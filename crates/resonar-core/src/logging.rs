use tracing_subscriber::EnvFilter;

const DEFAULT_FILTER: &str = "info,resonar_loader=info";

/// Install the global fmt subscriber.
///
/// `RUST_LOG` wins over the default filter. Calling this more than once is
/// harmless, so every test may call it.
pub fn init() {
    let filter =
        EnvFilter::try_from_default_env().unwrap_or_else(|_| EnvFilter::new(DEFAULT_FILTER));
    let _ = tracing_subscriber::fmt()
        .with_env_filter(filter)
        .with_thread_names(true)
        .try_init();
}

Exercise brief:
An exact copy is needed of the lines from the one containing "const DEFAULT_FILTER: &str" through the end of the records.

Task solution:
const DEFAULT_FILTER: &str = "info,resonar_loader=info";

/// Install the global fmt subscriber.
///
/// `RUST_LOG` wins over the default filter. Calling this more than once is
/// harmless, so every test may call it.
pub fn init() {
    let filter =
        EnvFilter::try_from_default_env().unwrap_or_else(|_| EnvFilter::new(DEFAULT_FILTER));
    let _ = tracing_subscriber::fmt()
        .with_env_filter(filter)
        .with_thread_names(true)
        .try_init();
}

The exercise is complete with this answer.